**Data section**
────

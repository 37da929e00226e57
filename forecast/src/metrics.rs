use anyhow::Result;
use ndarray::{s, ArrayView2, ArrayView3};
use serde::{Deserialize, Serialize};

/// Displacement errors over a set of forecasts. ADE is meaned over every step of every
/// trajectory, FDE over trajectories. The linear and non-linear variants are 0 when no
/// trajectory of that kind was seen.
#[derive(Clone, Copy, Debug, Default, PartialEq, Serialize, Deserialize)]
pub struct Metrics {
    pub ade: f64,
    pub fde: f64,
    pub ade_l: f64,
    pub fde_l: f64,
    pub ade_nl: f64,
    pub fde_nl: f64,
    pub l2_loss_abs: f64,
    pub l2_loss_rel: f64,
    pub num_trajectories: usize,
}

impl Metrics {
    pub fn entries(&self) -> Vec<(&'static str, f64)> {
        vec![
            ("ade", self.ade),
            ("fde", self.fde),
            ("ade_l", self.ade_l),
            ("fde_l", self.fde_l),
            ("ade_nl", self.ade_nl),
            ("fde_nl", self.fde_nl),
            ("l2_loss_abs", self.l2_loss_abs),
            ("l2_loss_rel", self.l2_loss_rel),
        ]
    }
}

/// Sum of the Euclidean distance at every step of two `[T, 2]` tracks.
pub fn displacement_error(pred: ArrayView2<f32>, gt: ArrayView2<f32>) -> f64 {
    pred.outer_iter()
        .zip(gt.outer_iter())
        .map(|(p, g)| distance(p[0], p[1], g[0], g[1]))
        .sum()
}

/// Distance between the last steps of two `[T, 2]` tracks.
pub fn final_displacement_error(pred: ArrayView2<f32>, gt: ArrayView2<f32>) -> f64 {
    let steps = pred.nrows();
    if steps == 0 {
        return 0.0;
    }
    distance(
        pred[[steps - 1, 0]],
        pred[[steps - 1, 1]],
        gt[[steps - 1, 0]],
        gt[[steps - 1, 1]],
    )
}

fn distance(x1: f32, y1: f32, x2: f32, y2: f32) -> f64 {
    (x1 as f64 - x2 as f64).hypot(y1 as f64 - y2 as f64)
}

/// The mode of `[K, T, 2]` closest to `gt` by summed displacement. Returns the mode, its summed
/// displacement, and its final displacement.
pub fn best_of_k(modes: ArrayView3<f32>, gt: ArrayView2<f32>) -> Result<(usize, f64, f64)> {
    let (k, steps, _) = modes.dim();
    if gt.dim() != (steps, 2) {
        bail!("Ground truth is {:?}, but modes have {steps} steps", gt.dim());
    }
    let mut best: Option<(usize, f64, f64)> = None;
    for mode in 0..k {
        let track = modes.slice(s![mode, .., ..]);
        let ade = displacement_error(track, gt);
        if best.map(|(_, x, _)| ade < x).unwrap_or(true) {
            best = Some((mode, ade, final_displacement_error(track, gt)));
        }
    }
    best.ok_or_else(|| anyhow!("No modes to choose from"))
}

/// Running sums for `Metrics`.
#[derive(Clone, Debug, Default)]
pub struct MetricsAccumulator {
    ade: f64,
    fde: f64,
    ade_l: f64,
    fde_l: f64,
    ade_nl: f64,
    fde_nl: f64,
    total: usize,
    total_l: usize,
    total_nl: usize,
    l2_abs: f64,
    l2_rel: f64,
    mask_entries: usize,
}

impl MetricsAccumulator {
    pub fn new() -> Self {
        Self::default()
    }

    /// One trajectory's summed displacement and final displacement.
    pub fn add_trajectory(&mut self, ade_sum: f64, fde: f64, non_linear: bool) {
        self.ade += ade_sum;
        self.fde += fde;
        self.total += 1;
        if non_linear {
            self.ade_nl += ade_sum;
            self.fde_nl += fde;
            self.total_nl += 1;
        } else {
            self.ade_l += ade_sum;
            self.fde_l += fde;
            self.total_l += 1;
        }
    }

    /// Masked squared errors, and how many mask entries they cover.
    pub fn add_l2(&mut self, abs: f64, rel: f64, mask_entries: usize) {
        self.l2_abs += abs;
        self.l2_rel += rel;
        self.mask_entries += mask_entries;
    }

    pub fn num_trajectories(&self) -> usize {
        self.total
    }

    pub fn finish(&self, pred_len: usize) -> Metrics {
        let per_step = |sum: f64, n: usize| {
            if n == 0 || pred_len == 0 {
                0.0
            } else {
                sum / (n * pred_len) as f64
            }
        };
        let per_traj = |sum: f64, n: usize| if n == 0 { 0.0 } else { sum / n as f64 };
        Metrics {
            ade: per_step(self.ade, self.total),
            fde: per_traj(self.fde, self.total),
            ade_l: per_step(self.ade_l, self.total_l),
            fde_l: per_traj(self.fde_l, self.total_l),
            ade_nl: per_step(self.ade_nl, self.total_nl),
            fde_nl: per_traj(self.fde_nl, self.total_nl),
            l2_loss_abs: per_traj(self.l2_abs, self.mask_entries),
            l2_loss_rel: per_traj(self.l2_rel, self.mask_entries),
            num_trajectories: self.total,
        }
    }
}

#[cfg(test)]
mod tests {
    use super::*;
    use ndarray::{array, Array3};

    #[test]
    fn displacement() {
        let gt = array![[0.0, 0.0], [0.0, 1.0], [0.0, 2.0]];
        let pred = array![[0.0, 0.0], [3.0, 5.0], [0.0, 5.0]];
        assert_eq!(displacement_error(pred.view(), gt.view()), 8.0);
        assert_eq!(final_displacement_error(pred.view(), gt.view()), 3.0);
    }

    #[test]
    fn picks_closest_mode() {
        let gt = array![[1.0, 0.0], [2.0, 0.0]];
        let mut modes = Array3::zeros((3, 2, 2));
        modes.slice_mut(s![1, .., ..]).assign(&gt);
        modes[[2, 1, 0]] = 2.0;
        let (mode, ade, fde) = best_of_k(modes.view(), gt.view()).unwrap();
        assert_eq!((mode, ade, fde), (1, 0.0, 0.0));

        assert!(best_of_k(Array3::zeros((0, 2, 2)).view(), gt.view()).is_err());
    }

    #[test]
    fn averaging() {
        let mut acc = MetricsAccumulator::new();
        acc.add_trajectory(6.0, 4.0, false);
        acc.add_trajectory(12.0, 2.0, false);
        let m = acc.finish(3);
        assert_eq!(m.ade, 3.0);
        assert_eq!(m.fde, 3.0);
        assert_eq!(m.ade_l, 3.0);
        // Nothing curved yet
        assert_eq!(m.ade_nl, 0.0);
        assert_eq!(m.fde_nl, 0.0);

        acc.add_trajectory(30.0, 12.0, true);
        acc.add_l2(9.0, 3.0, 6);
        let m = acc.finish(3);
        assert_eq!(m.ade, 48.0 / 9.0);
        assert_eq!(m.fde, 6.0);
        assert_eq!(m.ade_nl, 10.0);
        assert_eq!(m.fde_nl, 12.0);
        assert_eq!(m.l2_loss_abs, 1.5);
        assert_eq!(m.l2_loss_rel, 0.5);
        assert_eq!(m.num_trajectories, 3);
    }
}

────

**Task brief**
Return the entries in full. Do not alter them.

**Answer space**
repository 37da929e00226e57
filename forecast/src/metrics.rs
use anyhow::Result;
use ndarray::{s, ArrayView2, ArrayView3};
use serde::{Deserialize, Serialize};

/// Displacement errors over a set of forecasts. ADE is meaned over every step of every
/// trajectory, FDE over trajectories. The linear and non-linear variants are 0 when no
/// trajectory of that kind was seen.
#[derive(Clone, Copy, Debug, Default, PartialEq, Serialize, Deserialize)]
pub struct Metrics {
    pub ade: f64,
    pub fde: f64,
    pub ade_l: f64,
    pub fde_l: f64,
    pub ade_nl: f64,
    pub fde_nl: f64,
    pub l2_loss_abs: f64,
    pub l2_loss_rel: f64,
    pub num_trajectories: usize,
}

impl Metrics {
    pub fn entries(&self) -> Vec<(&'static str, f64)> {
        vec![
            ("ade", self.ade),
            ("fde", self.fde),
            ("ade_l", self.ade_l),
            ("fde_l", self.fde_l),
            ("ade_nl", self.ade_nl),
            ("fde_nl", self.fde_nl),
            ("l2_loss_abs", self.l2_loss_abs),
            ("l2_loss_rel", self.l2_loss_rel),
        ]
    }
}

/// Sum of the Euclidean distance at every step of two `[T, 2]` tracks.
pub fn displacement_error(pred: ArrayView2<f32>, gt: ArrayView2<f32>) -> f64 {
    pred.outer_iter()
        .zip(gt.outer_iter())
        .map(|(p, g)| distance(p[0], p[1], g[0], g[1]))
        .sum()
}

/// Distance between the last steps of two `[T, 2]` tracks.
pub fn final_displacement_error(pred: ArrayView2<f32>, gt: ArrayView2<f32>) -> f64 {
    let steps = pred.nrows();
    if steps == 0 {
        return 0.0;
    }
    distance(
        pred[[steps - 1, 0]],
        pred[[steps - 1, 1]],
        gt[[steps - 1, 0]],
        gt[[steps - 1, 1]],
    )
}

fn distance(x1: f32, y1: f32, x2: f32, y2: f32) -> f64 {
    (x1 as f64 - x2 as f64).hypot(y1 as f64 - y2 as f64)
}

/// The mode of `[K, T, 2]` closest to `gt` by summed displacement. Returns the mode, its summed
/// displacement, and its final displacement.
pub fn best_of_k(modes: ArrayView3<f32>, gt: ArrayView2<f32>) -> Result<(usize, f64, f64)> {
    let (k, steps, _) = modes.dim();
    if gt.dim() != (steps, 2) {
        bail!("Ground truth is {:?}, but modes have {steps} steps", gt.dim());
    }
    let mut best: Option<(usize, f64, f64)> = None;
    for mode in 0..k {
        let track = modes.slice(s![mode, .., ..]);
        let ade = displacement_error(track, gt);
        if best.map(|(_, x, _)| ade < x).unwrap_or(true) {
            best = Some((mode, ade, final_displacement_error(track, gt)));
        }
    }
    best.ok_or_else(|| anyhow!("No modes to choose from"))
}

/// Running sums for `Metrics`.
#[derive(Clone, Debug, Default)]
pub struct MetricsAccumulator {
    ade: f64,
    fde: f64,
    ade_l: f64,
    fde_l: f64,
    ade_nl: f64,
    fde_nl: f64,
    total: usize,
    total_l: usize,
    total_nl: usize,
    l2_abs: f64,
    l2_rel: f64,
    mask_entries: usize,
}

impl MetricsAccumulator {
    pub fn new() -> Self {
        Self::default()
    }

    /// One trajectory's summed displacement and final displacement.
    pub fn add_trajectory(&mut self, ade_sum: f64, fde: f64, non_linear: bool) {
        self.ade += ade_sum;
        self.fde += fde;
        self.total += 1;
        if non_linear {
            self.ade_nl += ade_sum;
            self.fde_nl += fde;
            self.total_nl += 1;
        } else {
            self.ade_l += ade_sum;
            self.fde_l += fde;
            self.total_l += 1;
        }
    }

    /// Masked squared errors, and how many mask entries they cover.
    pub fn add_l2(&mut self, abs: f64, rel: f64, mask_entries: usize) {
        self.l2_abs += abs;
        self.l2_rel += rel;
        self.mask_entries += mask_entries;
    }

    pub fn num_trajectories(&self) -> usize {
        self.total
    }

    pub fn finish(&self, pred_len: usize) -> Metrics {
        let per_step = |sum: f64, n: usize| {
            if n == 0 || pred_len == 0 {
                0.0
            } else {
                sum / (n * pred_len) as f64
            }
        };
        let per_traj = |sum: f64, n: usize| if n == 0 { 0.0 } else { sum / n as f64 };
        Metrics {
            ade: per_step(self.ade, self.total),
            fde: per_traj(self.fde, self.total),
            ade_l: per_step(self.ade_l, self.total_l),
            fde_l: per_traj(self.fde_l, self.total_l),
            ade_nl: per_step(self.ade_nl, self.total_nl),
            fde_nl: per_traj(self.fde_nl, self.total_nl),
            l2_loss_abs: per_traj(self.l2_abs, self.mask_entries),
            l2_loss_rel: per_traj(self.l2_rel, self.mask_entries),
            num_trajectories: self.total,
        }
    }
}

#[cfg(test)]
mod tests {
    use super::*;
    use ndarray::{array, Array3};

    #[test]
    fn displacement() {
        let gt = array![[0.0, 0.0], [0.0, 1.0], [0.0, 2.0]];
        let pred = array![[0.0, 0.0], [3.0, 5.0], [0.0, 5.0]];
        assert_eq!(displacement_error(pred.view(), gt.view()), 8.0);
        assert_eq!(final_displacement_error(pred.view(), gt.view()), 3.0);
    }

    #[test]
    fn picks_closest_mode() {
        let gt = array![[1.0, 0.0], [2.0, 0.0]];
        let mut modes = Array3::zeros((3, 2, 2));
        modes.slice_mut(s![1, .., ..]).assign(&gt);
        modes[[2, 1, 0]] = 2.0;
        let (mode, ade, fde) = best_of_k(modes.view(), gt.view()).unwrap();
        assert_eq!((mode, ade, fde), (1, 0.0, 0.0));

        assert!(best_of_k(Array3::zeros((0, 2, 2)).view(), gt.view()).is_err());
    }

    #[test]
    fn averaging() {
        let mut acc = MetricsAccumulator::new();
        acc.add_trajectory(6.0, 4.0, false);
        acc.add_trajectory(12.0, 2.0, false);
        let m = acc.finish(3);
        assert_eq!(m.ade, 3.0);
        assert_eq!(m.fde, 3.0);
        assert_eq!(m.ade_l, 3.0);
        // Nothing curved yet
        assert_eq!(m.ade_nl, 0.0);
        assert_eq!(m.fde_nl, 0.0);

        acc.add_trajectory(30.0, 12.0, true);
        acc.add_l2(9.0, 3.0, 6);
        let m = acc.finish(3);
        assert_eq!(m.ade, 48.0 / 9.0);
        assert_eq!(m.fde, 6.0);
        assert_eq!(m.ade_nl, 10.0);
        assert_eq!(m.fde_nl, 12.0);
        assert_eq!(m.l2_loss_abs, 1.5);
        assert_eq!(m.l2_loss_rel, 0.5);
        assert_eq!(m.num_trajectories, 3);
    }
}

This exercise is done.